▶ _PROBLEM REQUIREMENTS_
In the listing below, find each line that holds the string "filename" and copy it.

▶ _SOURCE MATERIAL_
= Beginning of Section =

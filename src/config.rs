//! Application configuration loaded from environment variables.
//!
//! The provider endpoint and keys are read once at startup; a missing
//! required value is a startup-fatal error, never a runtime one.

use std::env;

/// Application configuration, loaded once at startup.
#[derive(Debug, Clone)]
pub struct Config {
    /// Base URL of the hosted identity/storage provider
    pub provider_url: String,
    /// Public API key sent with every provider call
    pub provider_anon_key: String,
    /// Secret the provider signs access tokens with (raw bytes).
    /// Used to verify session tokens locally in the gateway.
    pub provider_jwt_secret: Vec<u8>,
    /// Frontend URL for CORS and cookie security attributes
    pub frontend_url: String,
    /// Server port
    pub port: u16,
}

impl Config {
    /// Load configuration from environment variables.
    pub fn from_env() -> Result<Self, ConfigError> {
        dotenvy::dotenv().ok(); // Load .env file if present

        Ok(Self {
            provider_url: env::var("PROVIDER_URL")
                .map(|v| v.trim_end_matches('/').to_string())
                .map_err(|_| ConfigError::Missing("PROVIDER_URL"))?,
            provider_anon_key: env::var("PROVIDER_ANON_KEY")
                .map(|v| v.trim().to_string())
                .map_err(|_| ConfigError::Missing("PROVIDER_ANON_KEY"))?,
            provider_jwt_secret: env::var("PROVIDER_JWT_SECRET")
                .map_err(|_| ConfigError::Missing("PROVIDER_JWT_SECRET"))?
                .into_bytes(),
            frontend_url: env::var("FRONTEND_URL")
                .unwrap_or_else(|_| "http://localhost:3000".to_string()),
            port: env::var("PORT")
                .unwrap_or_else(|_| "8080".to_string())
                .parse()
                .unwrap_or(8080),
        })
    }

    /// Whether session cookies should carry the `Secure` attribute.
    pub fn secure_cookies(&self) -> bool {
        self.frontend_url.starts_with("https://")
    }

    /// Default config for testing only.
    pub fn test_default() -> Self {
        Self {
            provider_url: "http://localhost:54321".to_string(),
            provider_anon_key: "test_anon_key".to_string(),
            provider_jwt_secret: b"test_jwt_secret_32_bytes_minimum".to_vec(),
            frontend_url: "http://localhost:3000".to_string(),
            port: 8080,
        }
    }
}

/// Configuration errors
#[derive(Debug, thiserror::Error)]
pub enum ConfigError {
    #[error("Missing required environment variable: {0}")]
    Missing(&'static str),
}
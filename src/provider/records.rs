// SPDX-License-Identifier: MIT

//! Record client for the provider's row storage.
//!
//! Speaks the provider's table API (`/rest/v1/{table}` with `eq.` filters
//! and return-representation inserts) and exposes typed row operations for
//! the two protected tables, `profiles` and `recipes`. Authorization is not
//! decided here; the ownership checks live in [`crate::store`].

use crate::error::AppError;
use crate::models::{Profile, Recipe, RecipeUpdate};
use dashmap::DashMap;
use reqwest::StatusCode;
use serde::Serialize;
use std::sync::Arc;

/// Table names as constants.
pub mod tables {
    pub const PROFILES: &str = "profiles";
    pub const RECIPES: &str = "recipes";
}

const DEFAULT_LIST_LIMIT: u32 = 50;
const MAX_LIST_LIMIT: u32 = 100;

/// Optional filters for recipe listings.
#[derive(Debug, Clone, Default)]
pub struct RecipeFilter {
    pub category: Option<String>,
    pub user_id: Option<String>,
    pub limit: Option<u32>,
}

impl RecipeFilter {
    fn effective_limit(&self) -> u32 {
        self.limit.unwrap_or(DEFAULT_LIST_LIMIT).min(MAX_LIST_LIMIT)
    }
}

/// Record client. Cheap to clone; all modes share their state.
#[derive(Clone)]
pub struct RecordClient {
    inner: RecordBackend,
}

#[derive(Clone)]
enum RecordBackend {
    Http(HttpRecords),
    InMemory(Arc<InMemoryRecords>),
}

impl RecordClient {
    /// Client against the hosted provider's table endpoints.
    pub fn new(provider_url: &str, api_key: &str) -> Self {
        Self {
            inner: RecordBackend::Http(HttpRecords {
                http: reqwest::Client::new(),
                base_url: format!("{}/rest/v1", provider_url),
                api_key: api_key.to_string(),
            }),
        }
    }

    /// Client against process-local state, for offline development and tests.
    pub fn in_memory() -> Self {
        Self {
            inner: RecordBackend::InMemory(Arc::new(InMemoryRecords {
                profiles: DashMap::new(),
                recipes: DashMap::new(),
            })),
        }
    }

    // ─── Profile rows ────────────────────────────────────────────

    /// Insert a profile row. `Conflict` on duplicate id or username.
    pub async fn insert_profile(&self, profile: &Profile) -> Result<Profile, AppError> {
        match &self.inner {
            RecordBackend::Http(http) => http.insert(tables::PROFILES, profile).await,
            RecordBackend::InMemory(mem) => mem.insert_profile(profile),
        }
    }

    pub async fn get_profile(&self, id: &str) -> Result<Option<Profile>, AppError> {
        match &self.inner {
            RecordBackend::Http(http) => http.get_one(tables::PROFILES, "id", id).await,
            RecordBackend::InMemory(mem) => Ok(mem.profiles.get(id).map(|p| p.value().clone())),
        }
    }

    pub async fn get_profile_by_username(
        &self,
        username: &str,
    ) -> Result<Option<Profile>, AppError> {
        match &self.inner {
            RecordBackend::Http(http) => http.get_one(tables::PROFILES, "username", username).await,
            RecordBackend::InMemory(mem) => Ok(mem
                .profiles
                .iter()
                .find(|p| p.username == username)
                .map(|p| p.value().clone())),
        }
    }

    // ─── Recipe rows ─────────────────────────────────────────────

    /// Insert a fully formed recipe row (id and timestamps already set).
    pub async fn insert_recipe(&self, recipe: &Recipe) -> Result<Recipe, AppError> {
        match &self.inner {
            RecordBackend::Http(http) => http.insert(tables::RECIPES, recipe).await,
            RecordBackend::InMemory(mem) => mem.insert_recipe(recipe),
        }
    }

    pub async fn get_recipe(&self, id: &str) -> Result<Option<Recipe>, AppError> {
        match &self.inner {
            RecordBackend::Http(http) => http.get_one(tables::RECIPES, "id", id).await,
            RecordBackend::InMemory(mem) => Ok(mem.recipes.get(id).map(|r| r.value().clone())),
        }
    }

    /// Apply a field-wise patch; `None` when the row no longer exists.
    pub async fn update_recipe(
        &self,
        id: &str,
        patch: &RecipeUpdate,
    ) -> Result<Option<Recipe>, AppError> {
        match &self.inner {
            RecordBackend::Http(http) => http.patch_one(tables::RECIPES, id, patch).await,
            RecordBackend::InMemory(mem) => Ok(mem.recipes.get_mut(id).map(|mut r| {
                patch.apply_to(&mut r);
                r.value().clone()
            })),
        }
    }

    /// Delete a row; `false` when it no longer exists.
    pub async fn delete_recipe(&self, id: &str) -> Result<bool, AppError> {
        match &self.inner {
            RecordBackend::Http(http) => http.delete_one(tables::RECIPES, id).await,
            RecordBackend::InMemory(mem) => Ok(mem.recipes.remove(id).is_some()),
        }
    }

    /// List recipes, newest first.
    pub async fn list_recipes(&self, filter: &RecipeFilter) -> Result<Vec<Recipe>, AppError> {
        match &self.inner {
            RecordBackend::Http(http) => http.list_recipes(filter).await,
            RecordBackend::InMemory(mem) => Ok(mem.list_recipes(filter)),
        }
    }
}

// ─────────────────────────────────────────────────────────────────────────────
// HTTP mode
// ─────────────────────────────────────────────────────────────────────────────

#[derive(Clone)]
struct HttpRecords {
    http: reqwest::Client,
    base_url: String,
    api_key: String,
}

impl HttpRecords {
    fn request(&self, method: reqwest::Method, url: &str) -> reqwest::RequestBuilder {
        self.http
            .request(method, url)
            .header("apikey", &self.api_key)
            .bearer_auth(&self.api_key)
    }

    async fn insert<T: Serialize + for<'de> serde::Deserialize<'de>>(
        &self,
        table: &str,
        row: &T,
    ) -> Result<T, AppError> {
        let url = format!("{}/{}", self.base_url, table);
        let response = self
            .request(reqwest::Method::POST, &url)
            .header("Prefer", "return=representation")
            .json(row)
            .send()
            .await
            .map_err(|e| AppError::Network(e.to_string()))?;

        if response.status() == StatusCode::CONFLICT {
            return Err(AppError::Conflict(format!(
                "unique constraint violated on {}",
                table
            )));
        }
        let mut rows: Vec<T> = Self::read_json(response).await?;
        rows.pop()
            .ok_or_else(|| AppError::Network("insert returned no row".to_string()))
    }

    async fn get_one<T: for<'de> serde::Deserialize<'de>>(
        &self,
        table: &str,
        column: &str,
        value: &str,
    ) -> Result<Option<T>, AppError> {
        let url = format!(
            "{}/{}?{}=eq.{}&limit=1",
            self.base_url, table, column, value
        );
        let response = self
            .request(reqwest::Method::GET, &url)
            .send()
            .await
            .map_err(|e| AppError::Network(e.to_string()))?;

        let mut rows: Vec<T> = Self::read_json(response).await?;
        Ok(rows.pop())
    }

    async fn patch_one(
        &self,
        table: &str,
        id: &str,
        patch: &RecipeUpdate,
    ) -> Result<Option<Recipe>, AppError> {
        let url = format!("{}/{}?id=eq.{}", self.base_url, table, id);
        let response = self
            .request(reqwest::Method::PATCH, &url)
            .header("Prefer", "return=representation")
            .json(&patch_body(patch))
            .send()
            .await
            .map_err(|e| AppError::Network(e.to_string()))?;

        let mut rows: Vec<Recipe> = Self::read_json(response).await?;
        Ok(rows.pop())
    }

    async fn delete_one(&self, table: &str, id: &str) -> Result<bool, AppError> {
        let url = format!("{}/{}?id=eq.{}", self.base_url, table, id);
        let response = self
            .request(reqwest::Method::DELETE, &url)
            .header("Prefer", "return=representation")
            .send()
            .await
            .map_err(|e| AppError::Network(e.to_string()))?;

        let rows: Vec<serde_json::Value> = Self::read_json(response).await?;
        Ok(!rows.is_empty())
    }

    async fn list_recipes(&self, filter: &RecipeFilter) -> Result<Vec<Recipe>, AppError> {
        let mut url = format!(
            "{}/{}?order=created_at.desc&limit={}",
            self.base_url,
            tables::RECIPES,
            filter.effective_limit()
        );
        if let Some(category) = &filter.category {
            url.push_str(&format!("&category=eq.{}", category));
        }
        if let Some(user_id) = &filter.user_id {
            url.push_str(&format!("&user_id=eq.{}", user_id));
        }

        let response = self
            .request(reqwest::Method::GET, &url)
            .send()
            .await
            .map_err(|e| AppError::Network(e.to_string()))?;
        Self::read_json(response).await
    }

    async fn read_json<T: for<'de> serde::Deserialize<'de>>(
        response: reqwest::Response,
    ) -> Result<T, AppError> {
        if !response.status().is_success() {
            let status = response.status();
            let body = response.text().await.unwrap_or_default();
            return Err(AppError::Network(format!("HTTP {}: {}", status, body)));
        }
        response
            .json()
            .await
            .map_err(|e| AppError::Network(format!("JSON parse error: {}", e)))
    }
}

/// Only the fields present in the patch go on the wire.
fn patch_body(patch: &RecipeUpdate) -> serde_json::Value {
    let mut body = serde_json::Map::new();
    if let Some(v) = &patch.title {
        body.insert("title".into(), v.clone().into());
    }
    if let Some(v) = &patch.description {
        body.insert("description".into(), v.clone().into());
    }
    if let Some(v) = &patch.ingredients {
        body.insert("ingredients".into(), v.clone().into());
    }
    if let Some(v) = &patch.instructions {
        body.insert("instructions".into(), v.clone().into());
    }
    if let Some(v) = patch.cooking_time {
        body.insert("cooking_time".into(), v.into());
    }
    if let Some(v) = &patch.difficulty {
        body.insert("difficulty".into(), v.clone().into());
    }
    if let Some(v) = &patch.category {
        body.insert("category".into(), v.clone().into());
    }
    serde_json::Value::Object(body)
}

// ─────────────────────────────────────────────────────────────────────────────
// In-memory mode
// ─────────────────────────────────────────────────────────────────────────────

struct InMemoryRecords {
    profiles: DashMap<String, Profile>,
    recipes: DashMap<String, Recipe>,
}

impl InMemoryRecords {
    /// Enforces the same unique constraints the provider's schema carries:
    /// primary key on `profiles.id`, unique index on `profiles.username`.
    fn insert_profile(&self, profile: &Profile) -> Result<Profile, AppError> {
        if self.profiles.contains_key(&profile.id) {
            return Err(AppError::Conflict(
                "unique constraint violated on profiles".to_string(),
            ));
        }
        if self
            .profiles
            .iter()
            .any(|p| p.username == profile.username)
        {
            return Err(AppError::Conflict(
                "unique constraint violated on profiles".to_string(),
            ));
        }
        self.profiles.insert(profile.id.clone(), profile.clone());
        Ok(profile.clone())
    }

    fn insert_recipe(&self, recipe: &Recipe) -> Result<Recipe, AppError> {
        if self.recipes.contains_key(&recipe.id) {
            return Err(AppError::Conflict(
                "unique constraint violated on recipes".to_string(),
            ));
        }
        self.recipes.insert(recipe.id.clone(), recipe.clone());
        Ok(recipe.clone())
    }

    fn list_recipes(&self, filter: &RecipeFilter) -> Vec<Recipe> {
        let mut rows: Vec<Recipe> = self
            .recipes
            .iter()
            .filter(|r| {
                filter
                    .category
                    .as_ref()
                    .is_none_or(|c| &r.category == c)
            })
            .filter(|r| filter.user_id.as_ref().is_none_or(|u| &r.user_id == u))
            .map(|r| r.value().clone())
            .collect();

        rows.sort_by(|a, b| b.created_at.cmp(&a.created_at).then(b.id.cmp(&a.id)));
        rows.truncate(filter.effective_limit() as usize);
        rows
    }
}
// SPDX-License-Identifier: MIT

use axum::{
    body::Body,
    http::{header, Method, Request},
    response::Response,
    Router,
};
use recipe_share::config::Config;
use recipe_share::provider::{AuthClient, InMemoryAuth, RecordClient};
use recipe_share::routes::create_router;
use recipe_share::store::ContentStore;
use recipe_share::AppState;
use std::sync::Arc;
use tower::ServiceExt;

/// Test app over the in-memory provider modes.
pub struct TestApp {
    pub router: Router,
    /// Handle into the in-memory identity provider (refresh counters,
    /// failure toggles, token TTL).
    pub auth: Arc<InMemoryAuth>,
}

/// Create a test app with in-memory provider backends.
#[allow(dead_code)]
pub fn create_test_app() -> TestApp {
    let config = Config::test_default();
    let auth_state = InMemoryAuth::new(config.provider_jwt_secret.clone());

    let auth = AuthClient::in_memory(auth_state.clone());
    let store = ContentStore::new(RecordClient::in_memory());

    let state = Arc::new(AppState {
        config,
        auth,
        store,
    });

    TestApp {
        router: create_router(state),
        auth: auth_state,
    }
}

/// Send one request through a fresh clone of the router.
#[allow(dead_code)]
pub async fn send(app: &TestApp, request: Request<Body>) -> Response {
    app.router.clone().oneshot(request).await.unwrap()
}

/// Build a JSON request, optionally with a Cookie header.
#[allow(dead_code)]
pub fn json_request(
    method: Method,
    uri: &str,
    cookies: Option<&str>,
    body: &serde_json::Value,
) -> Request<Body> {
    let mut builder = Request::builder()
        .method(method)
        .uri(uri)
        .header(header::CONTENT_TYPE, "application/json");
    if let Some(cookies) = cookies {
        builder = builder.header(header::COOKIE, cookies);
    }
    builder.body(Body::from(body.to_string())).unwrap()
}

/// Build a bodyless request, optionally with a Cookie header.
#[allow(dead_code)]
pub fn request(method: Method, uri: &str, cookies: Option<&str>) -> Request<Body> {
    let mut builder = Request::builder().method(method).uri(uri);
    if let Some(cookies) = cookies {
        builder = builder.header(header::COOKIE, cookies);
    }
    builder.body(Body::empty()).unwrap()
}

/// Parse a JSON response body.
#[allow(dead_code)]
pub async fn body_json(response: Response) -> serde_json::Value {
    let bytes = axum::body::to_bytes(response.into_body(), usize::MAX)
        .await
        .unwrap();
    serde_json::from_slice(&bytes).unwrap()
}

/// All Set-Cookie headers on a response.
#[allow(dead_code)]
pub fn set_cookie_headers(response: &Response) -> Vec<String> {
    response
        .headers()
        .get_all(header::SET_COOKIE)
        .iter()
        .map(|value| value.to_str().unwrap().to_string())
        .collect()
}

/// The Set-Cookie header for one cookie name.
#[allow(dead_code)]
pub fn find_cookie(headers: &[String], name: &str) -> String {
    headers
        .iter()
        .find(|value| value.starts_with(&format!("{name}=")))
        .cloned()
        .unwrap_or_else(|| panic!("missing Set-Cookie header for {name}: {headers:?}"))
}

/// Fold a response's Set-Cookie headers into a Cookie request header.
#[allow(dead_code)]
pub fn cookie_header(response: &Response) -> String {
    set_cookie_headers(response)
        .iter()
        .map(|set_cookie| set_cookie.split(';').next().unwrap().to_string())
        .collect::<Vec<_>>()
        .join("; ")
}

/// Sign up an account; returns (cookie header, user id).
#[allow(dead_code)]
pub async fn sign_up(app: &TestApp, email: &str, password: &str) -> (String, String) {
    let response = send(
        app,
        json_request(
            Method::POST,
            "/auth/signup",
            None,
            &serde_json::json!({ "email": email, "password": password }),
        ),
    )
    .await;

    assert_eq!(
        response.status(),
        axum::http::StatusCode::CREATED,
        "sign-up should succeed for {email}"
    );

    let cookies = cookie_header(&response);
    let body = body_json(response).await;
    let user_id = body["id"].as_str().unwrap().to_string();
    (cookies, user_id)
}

= End of Section =

▶ _ANSWER BELOW_
filename src/config.rs
filename src/provider/records.rs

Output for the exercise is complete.